We arrived in camp late Tuesday in some of the prettiest country in the state. It was quite cool at 8,500 feet but we had a comfy little place to stay.
























We cooked up some pasta with chicken and red sauce and went to bed early.

Opening morning we were up before the sun. We dressed quickly and headed out. I went South and climbed a small ridge to a place I could glass a large open hill side. It was still very dark but I spotted three deer feeding high on the ridge about 450 yards away. I quietly closed the distance towards the base of the hill and sat down 75 yards from its base. I set up the scope and waited for it to get a little more light.

About 5 minutes later I was glassing the deer, the first ones I saw were two small bucks sparing playfully. I smiled and scanned left and saw what I thought was a doe and fawn because one of them was so much bigger. I picked up the binos and glassed the rest of the hill not seeing anymore deer. I went back to the original deer and with the added light realized the "doe" was actually an in-line five point :shock: I didnt see the other side but had seen all I needed to! The hill I was glassing actually turned out to be two larger hills with a relatively flat spot in the middle. The big buck happened to be feeding in that flat area so *if* I could make it to the top of the hill directly in front of me, I would be within 60 yards of the feeding deer.

I started slowly towards the hill and made it half way when a little two point stood from his bed. :shock: I froze and so did he and about this time I noticed another buck about half way up the hill I needed to climb. This new buck looked wide and tall in the low light. I had a choice and I had to make if FAST. Shoot this decent buck on the hillside in front of me and tag out early. Or hope that these two bucks didnt bust me and spook the rest of the deer just 150 yards away. I made my decision and took aim at the deer on the hill.

My Omega blew an insane amount of smoke and I heard the powebelt rip *through the grass somewhere near the buck!* I had not taken enough time to settle down and totally missed this deer standing broadside at about 50 yards!! :| The buck fever really got to me I guess. Luckily I had the nerve to reload quickly. The small two point I woke up and the buck I had just missed trotted up to the top of the hill and stopped for one more look. They were just at the end of my comfort zone but I wasnt positive I had missed so I took aim again and just after my second shot I heard the tell tail TWACK of a 250 grn bullet hitting deer hide!

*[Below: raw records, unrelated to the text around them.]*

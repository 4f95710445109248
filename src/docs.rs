// src/docs.rs

use utoipa::OpenApi;
use utoipa::openapi::security::{Http, HttpAuthScheme, SecurityScheme};
use crate::handlers;
use crate::models;

#[derive(OpenApi)]
#[openapi(
    info(title = "CityGrid API", description = "Hierarquia administrativa dos Estados"),
    paths(
        // --- Organization ---
        handlers::org::get_current_org,
        handlers::org::list_members,

        // --- Projects ---
        handlers::projects::list_projects,
        handlers::projects::get_project,

        // --- Administrative: níveis ---
        handlers::administrative::list_levels,
        handlers::administrative::create_level,
        handlers::administrative::update_level,
        handlers::administrative::delete_level,

        // --- Administrative: árvore e nós ---
        handlers::administrative::get_tree,
        handlers::administrative::create_node,
        handlers::administrative::get_node,
        handlers::administrative::update_node,
        handlers::administrative::delete_node,
        handlers::administrative::get_children,
        handlers::administrative::get_hierarchy,
        handlers::administrative::get_subtree,
        handlers::administrative::get_node_projects,

        // --- Administrative: atribuições ---
        handlers::administrative::assign_user,
        handlers::administrative::get_user_nodes,

        // --- Contracts ---
        handlers::contracts::create_contract,
        handlers::contracts::get_contract,
        handlers::contracts::list_org_contracts,
        handlers::contracts::update_contract_status,
        handlers::contracts::my_contracts,
        handlers::contracts::assign_manager,
        handlers::contracts::list_managers,
        handlers::contracts::check_manager,
        handlers::contracts::get_manager,
        handlers::contracts::remove_manager,
    ),
    components(
        schemas(
            // --- Organization ---
            models::org::Organization,
            models::org::OrgMember,

            // --- Projects ---
            models::project::Project,
            models::project::ProjectNodeSummary,

            // --- Administrative ---
            models::administrative::AdministrativeLevel,
            models::administrative::AdministrativeNode,
            models::administrative::AdministrativeNodeWithLevel,
            models::administrative::ParentSummary,
            models::administrative::AdministrativeNodeDetail,
            models::administrative::AdministrativeTreeNode,
            models::administrative::AssignmentScope,
            models::administrative::AdministrativeUserAssignment,
            models::administrative::UserNodeAssignment,

            // --- Contracts ---
            models::contract::ContractType,
            models::contract::ContractStatus,
            models::contract::GovernmentContract,
            models::contract::GovernmentOrgSummary,
            models::contract::ContractScopeEntry,
            models::contract::ContractDetail,
            models::contract::ContractManager,
            models::contract::ManagerUser,
            models::contract::ContractSummary,
            models::contract::ScopeNodeSummary,
            models::contract::ContractManagerDetail,
            models::contract::UserContract,
            models::contract::ContractManagerCheck,

            // --- Payloads ---
            models::administrative::CreateLevelPayload,
            models::administrative::UpdateLevelPayload,
            models::administrative::CreateNodePayload,
            models::administrative::UpdateNodePayload,
            models::administrative::AssignUserPayload,
            models::contract::CreateContractPayload,
            models::contract::AssignManagerPayload,
            models::contract::UpdateContractStatusPayload,
            handlers::administrative::MessageResponse,
        )
    ),
    tags(
        (name = "Organization", description = "Organização ativa e seus membros"),
        (name = "Projects", description = "Projetos ligados aos nós administrativos"),
        (name = "Administrative", description = "Níveis, nós, árvore e atribuições dos Estados"),
        (name = "Contracts", description = "Contratos dos Estados, escopo territorial e gestores")
    ),
    modifiers(&SecurityAddon)
)]
pub struct ApiDoc;

struct SecurityAddon;

impl utoipa::Modify for SecurityAddon {
    fn modify(&self, openapi: &mut utoipa::openapi::OpenApi) {
        let components = openapi.components.get_or_insert_with(Default::default);
        components.add_security_scheme(
            "api_jwt",
            SecurityScheme::Http(
                Http::new(HttpAuthScheme::Bearer)
            ),
        );
    }
}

Both bucks trotted off and I marked the area well. This was the time I had to stop and think about what had just played out. I had seen five deer in the first 20 mins of the hunt and every one was a buck. I was excited and needed to calm down. My feelings were mixed. I was very happy to have shot a decent buck. I have been craving jerky and back strap steaks for over a year. At the same time though, a quote I know kept running through my mind, "You cant kill the big ones if you are skinning the little ones" I convinced myself that the buck I had shot was not too little and that that bigger deer would have winded or heard me and been gone when I reached the top of the hill. I took a few more minutes to break down my gun and clean so if another shot was needed, I would be ready.

About 45 minutes had passed so I slowly made my way up the hill. I got to the spot where I had shot and almost immediately found blood.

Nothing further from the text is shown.